What to do: Give each record below again, without a single difference.

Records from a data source
======

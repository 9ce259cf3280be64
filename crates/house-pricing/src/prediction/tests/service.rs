use super::common::*;
use std::sync::Arc;
use std::time::Duration;

use crate::prediction::{
    FixedNoise, FormField, LatencyProfile, Notifier, PredictionService, PredictionServiceError,
    RepositoryError,
};

#[tokio::test]
async fn predict_returns_formatted_view() {
    let (service, _) = build_service();
    let view = service
        .predict(&complete_form())
        .await
        .expect("prediction succeeds");

    assert_eq!(view.price, 6_904_350);
    assert_eq!(view.formatted_price, "₹69 Lakh");
    assert_eq!(view.confidence, 0.85);
    assert_eq!(
        view.factors,
        vec!["Premium location", "Main road access", "Spacious layout"]
    );
}

#[tokio::test]
async fn predict_rejects_invalid_forms_before_pricing() {
    let (service, _) = build_service();
    let mut form = complete_form();
    form.insert("area".to_string(), "25000".to_string());
    form.remove("parking");

    let error = service.predict(&form).await.expect_err("form invalid");
    match error {
        PredictionServiceError::Validation(errors) => {
            assert_eq!(errors.len(), 2);
            assert!(errors.get(FormField::Area).is_some());
            assert_eq!(
                errors.get(FormField::Parking),
                Some("Please select parking spaces")
            );
        }
        other => panic!("expected validation error, got {other:?}"),
    }
}

#[tokio::test]
async fn predicted_price_stays_within_variation_band() {
    let total = COMPLETE_FORM_TOTAL as f64;
    for position in [0.0, 0.25, 0.5, 0.75, 0.999] {
        let service = PredictionService::new(
            Arc::new(FixedNoise::new(position)),
            Arc::new(MemoryRepository::default()),
            LatencyProfile::immediate(),
            Notifier::default(),
        );
        let view = service.predict(&complete_form()).await.expect("valid");
        let price = view.price as f64;
        assert!(price >= (total * 0.9).floor(), "{price} below band");
        assert!(price <= (total * 1.1).ceil(), "{price} above band");
        assert!(view.confidence >= 0.85 && view.confidence < 0.95);
    }
}

#[tokio::test(start_paused = true)]
async fn predict_waits_for_configured_delay() {
    let service = PredictionService::new(
        Arc::new(FixedNoise::midpoint()),
        Arc::new(MemoryRepository::default()),
        LatencyProfile {
            delay: Duration::from_millis(2000),
            jitter: Duration::from_millis(1000),
            save_delay: Duration::ZERO,
        },
        Notifier::default(),
    );

    let started = tokio::time::Instant::now();
    service.predict(&complete_form()).await.expect("valid");
    let elapsed = started.elapsed();
    assert!(elapsed >= Duration::from_millis(2500), "waited {elapsed:?}");
    assert!(elapsed < Duration::from_millis(2600), "waited {elapsed:?}");
}

#[tokio::test]
async fn save_stores_prediction_and_acknowledges() {
    let (service, repository) = build_service();
    let view = service.predict(&complete_form()).await.expect("valid");

    let ack = service.save(view.clone()).await.expect("save succeeds");
    assert!(ack.saved.id.0.starts_with("pred-"));
    assert_eq!(ack.saved.prediction, view);
    assert_eq!(ack.notification.message, "✓ Saved to Wishlist");

    let stored = repository.saved.lock().expect("mutex").clone();
    assert_eq!(stored.len(), 1);

    let listed = service.saved(10).expect("list succeeds");
    assert_eq!(listed[0].id, ack.saved.id);
}

#[tokio::test]
async fn saved_lists_most_recent_first_and_honours_limit() {
    let (service, _) = build_service();
    let view = service.predict(&complete_form()).await.expect("valid");
    let first = service.save(view.clone()).await.expect("save").saved;
    let second = service.save(view).await.expect("save").saved;

    let listed = service.saved(1).expect("list succeeds");
    assert_eq!(listed.len(), 1);
    assert_eq!(listed[0].id, second.id);
    assert_ne!(first.id, second.id);
}

#[tokio::test]
async fn save_surfaces_repository_failures() {
    let service = unavailable_service();
    let view = build_service()
        .0
        .predict(&complete_form())
        .await
        .expect("valid");

    let error = service.save(view).await.expect_err("repository offline");
    assert!(matches!(
        error,
        PredictionServiceError::Repository(RepositoryError::Unavailable(_))
    ));
}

======

Output below:
repository 9ce259cf3280be64
filename crates/house-pricing/src/prediction/tests/service.rs
use super::common::*;
use std::sync::Arc;
use std::time::Duration;

use crate::prediction::{
    FixedNoise, FormField, LatencyProfile, Notifier, PredictionService, PredictionServiceError,
    RepositoryError,
};

#[tokio::test]
async fn predict_returns_formatted_view() {
    let (service, _) = build_service();
    let view = service
        .predict(&complete_form())
        .await
        .expect("prediction succeeds");

    assert_eq!(view.price, 6_904_350);
    assert_eq!(view.formatted_price, "₹69 Lakh");
    assert_eq!(view.confidence, 0.85);
    assert_eq!(
        view.factors,
        vec!["Premium location", "Main road access", "Spacious layout"]
    );
}

#[tokio::test]
async fn predict_rejects_invalid_forms_before_pricing() {
    let (service, _) = build_service();
    let mut form = complete_form();
    form.insert("area".to_string(), "25000".to_string());
    form.remove("parking");

    let error = service.predict(&form).await.expect_err("form invalid");
    match error {
        PredictionServiceError::Validation(errors) => {
            assert_eq!(errors.len(), 2);
            assert!(errors.get(FormField::Area).is_some());
            assert_eq!(
                errors.get(FormField::Parking),
                Some("Please select parking spaces")
            );
        }
        other => panic!("expected validation error, got {other:?}"),
    }
}

#[tokio::test]
async fn predicted_price_stays_within_variation_band() {
    let total = COMPLETE_FORM_TOTAL as f64;
    for position in [0.0, 0.25, 0.5, 0.75, 0.999] {
        let service = PredictionService::new(
            Arc::new(FixedNoise::new(position)),
            Arc::new(MemoryRepository::default()),
            LatencyProfile::immediate(),
            Notifier::default(),
        );
        let view = service.predict(&complete_form()).await.expect("valid");
        let price = view.price as f64;
        assert!(price >= (total * 0.9).floor(), "{price} below band");
        assert!(price <= (total * 1.1).ceil(), "{price} above band");
        assert!(view.confidence >= 0.85 && view.confidence < 0.95);
    }
}

#[tokio::test(start_paused = true)]
async fn predict_waits_for_configured_delay() {
    let service = PredictionService::new(
        Arc::new(FixedNoise::midpoint()),
        Arc::new(MemoryRepository::default()),
        LatencyProfile {
            delay: Duration::from_millis(2000),
            jitter: Duration::from_millis(1000),
            save_delay: Duration::ZERO,
        },
        Notifier::default(),
    );

    let started = tokio::time::Instant::now();
    service.predict(&complete_form()).await.expect("valid");
    let elapsed = started.elapsed();
    assert!(elapsed >= Duration::from_millis(2500), "waited {elapsed:?}");
    assert!(elapsed < Duration::from_millis(2600), "waited {elapsed:?}");
}

#[tokio::test]
async fn save_stores_prediction_and_acknowledges() {
    let (service, repository) = build_service();
    let view = service.predict(&complete_form()).await.expect("valid");

    let ack = service.save(view.clone()).await.expect("save succeeds");
    assert!(ack.saved.id.0.starts_with("pred-"));
    assert_eq!(ack.saved.prediction, view);
    assert_eq!(ack.notification.message, "✓ Saved to Wishlist");

    let stored = repository.saved.lock().expect("mutex").clone();
    assert_eq!(stored.len(), 1);

    let listed = service.saved(10).expect("list succeeds");
    assert_eq!(listed[0].id, ack.saved.id);
}

#[tokio::test]
async fn saved_lists_most_recent_first_and_honours_limit() {
    let (service, _) = build_service();
    let view = service.predict(&complete_form()).await.expect("valid");
    let first = service.save(view.clone()).await.expect("save").saved;
    let second = service.save(view).await.expect("save").saved;

    let listed = service.saved(1).expect("list succeeds");
    assert_eq!(listed.len(), 1);
    assert_eq!(listed[0].id, second.id);
    assert_ne!(first.id, second.id);
}

#[tokio::test]
async fn save_surfaces_repository_failures() {
    let service = unavailable_service();
    let view = build_service()
        .0
        .predict(&complete_form())
        .await
        .expect("valid");

    let error = service.save(view).await.expect_err("repository offline");
    assert!(matches!(
        error,
        PredictionServiceError::Repository(RepositoryError::Unavailable(_))
    ));
}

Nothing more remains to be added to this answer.